Workplace Hearing Protection
Studies of noise-exposed populations clearly indicate that time spent working in noisy workplaces may lead to Noise-Induced Hearing Loss (NIHL). According to Basner et al (2013) NIHL can be caused by sound pressure levels higher than 75 to 85 dBA in industrial settings. It’s the combination of sound pressure levels and exposure time, however, that is critical in most cases.

Data on the impact of hearing loss varies from one region to another; however, in the USA it has been estimated that over 11% of the total workforce reports varying degrees of hearing difficulty. Of the reported hearing difficulties, approximately 25% can be attributed to workplace exposure (Tak and Calvert, 2008).

A 2013 US study concluded that circa 18% of noise-exposed workers have material hearing impairment (Masterson et al, 2014) as defined by the National Institute for Occupational Safety and Health (NIOSH, 1998) criterion. Furthermore, an international review of NIHL concluded that occupational noise exposure causes between 7% and 21% of the hearing loss among workers (Lie et al, 2016).

Assessing noise exposures

In most jurisdictions noise levels are averaged during surveys using a metric known as the Equivalent Continuous Sound Pressure Level (Leq). The Leq value describes an equivalent steady noise level, i.e., the unfluctuating noise level at each measurement position that would have an equivalent energy level to the actual fluctuating noise over the duration of the sampling interval.

Leq is always an ‘equal energy measure’ corresponding to the 3 dB exchange rate, never to any other exchange rate (Marsh and Richings, 1998). In the USA, however, OSHA prescribes the use of a Time Weighted Average (TWA) noise exposure and in order to measure this an LAvg noise index is used.

In the USA LAvg is specified in Occupational Safety and Health Administration (OSHA) legislation and it is defined as ‘the average sound level over the measurement period’ and normally a Threshold Value is used during the calculation of LAvg where any levels below the Threshold Value are not included (OSHA, 2016). With some noise monitoring instrumentation, results in terms of both LAvg and LAeq are given.

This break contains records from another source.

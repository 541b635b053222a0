//! Daemon configuration from environment variables
//!
//! | Variable                    | Default              |
//! |-----------------------------|----------------------|
//! | `EDUQUEUE_DATA_DIR`         | `~/.eduqueue/queues` |
//! | `EDUQUEUE_RPC_PORT`         | `9630`               |
//! | `EDUQUEUE_AUTOSAVE_SECS`    | `300` (0 disables)   |
//! | `EDUQUEUE_OUTBOX_CAPACITY`  | `1024`               |
//! | `EDUQUEUE_LOG_FORMAT`       | `pretty` (or `json`) |
//! | `EDUQUEUE_LOG_DIR`          | unset (stderr only)  |

use eduqueue_api_rpc::server::DEFAULT_RPC_PORT;
use eduqueue_core::error::{AppError, Result};
use std::path::PathBuf;
use std::str::FromStr;
use std::time::Duration;

const DEFAULT_DATA_DIR: &str = "~/.eduqueue/queues";
const DEFAULT_AUTOSAVE_SECS: u64 = 300;
const DEFAULT_OUTBOX_CAPACITY: usize = 1024;

#[derive(Debug, Clone, Copy, PartialEq, Eq)]
pub enum LogFormat {
    Pretty,
    Json,
}

#[derive(Debug, Clone)]
pub struct DaemonConfig {
    pub data_dir: PathBuf,
    pub rpc_port: u16,
    /// Zero disables periodic saves; shutdown still saves
    pub autosave: Duration,
    pub outbox_capacity: usize,
    pub log_format: LogFormat,
    /// Daily-rolling log file directory, in addition to stderr
    pub log_dir: Option<PathBuf>,
}

impl DaemonConfig {
    pub fn from_env() -> Result<Self> {
        Self::from_lookup(|key| std::env::var(key).ok())
    }

    pub fn from_lookup(lookup: impl Fn(&str) -> Option<String>) -> Result<Self> {
        let data_dir = lookup("EDUQUEUE_DATA_DIR").unwrap_or_else(|| DEFAULT_DATA_DIR.to_string());

        let log_format = match lookup("EDUQUEUE_LOG_FORMAT").as_deref() {
            None | Some("pretty") => LogFormat::Pretty,
            Some("json") => LogFormat::Json,
            Some(other) => {
                return Err(AppError::Config(format!(
                    "EDUQUEUE_LOG_FORMAT must be 'pretty' or 'json', got '{other}'"
                )))
            }
        };

        Ok(Self {
            data_dir: expand(&data_dir),
            rpc_port: parse_var(&lookup, "EDUQUEUE_RPC_PORT", DEFAULT_RPC_PORT)?,
            autosave: Duration::from_secs(parse_var(
                &lookup,
                "EDUQUEUE_AUTOSAVE_SECS",
                DEFAULT_AUTOSAVE_SECS,
            )?),
            outbox_capacity: parse_var(&lookup, "EDUQUEUE_OUTBOX_CAPACITY", DEFAULT_OUTBOX_CAPACITY)?,
            log_format,
            log_dir: lookup("EDUQUEUE_LOG_DIR").map(|dir| expand(&dir)),
        })
    }
}

fn expand(path: &str) -> PathBuf {
    PathBuf::from(shellexpand::tilde(path).into_owned())
}

fn parse_var<T: FromStr>(
    lookup: &impl Fn(&str) -> Option<String>,
    key: &str,
    default: T,
) -> Result<T> {
    match lookup(key) {
        None => Ok(default),
        Some(raw) => raw
            .trim()
            .parse()
            .map_err(|_| AppError::Config(format!("{key} has an invalid value '{raw}'"))),
    }
}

The International Organization for Standardization (ISO) Standard 1999 (ISO, 2013) defines the index referred to as the noise exposure level normalised to a nominal 8-hour working day, which is designated LEX, 8h.

In simple terms, the LEX, 8h is a measure of the average noise energy a person is exposed to during a working day. It is determined by the average noise level and the amount of exposure time accumulated (A-weighted sound energy) during the working day.

Critical global differences

The following paragraphs look at the critical differences between European and USA legislation.

In the EU, wide-ranging legal obligations arise when the LEX, 8h of any employee exceeds 80 dBA (this is known as the Lower Exposure Action Value (LEAV). More onerous obligations arise in the EU when an employee’s LEX, 8h exceeds 85 dBA, which is known as the Upper Exposure Action Value (UEAV).

Under current Occupational Safety and Health Administration (OSHA, 2003) regulations, workers are not permitted to be exposed to an 8-hour time-weighted average (TWA) equal to or greater than 90 dBA. In effect this appears to be equivalent to an LEX, 8h of 90 dBA. To put this into context, however, at LEX, 8h levels of 90 dB one fifth of all workers will become ‘socially handicapped’ by the time they retire (Robinson, 1987). The higher the noise exposure, the greater the likelihood and severity of damage.

While OSHA regulations require employers to implement a Hearing Conservation Programme if workers are exposed to levels higher than an 8-hour TWA of 85 dBA, there is a very important difference between EU and USA assessment methodology. This is because OSHA uses a 5 dB exchange rate, meaning the noise energy doubles with each additional 5 dB. The exchange rate which is predominantly used worldwide (and the one recommended by NIOSH, 2016) is 3 dB. This means that workers in the US can be exposed to much higher levels of noise for much longer than their European counterparts.

In the USA the principal regulations concerning occupational noise in the manufacturing, utilities and service sectors (CFR 1910.95) provide for a Permissible Exposure Level of 90 dBA. In contrast to this, EU legislative requirements are markedly more stringent with extensive controls and obligations arising at 80 dBA (the LEAV).

Throughout the EU, employers are compelled to introduce Hearing Conservation Programmes when the LEX, 8h exceeds 80 dBA (the Lower Exposure Action Value) and this requirement does not apply in the USA until the 8-hour TWA exceeds 85 dBA.

EU employers are compelled to reduce the exposure of workers as far as is reasonably practicable by means of technical and/or organisational measures when the LEX, 8h exceeds 85 dBA (Directive 2003/10/EC). This is obviously more onerous than the US requirement that feasible administrative or engineering controls must be initiated when the TWA exceeds 90 dBA (CFR 1910.95). Furthermore, when considering the need for engineering or administrative controls, only those exposures to sound levels greater than 90 dBA are used in the USA calculation. It is therefore clearly evident that EU noise control criteria are more protective of workers’ hearing.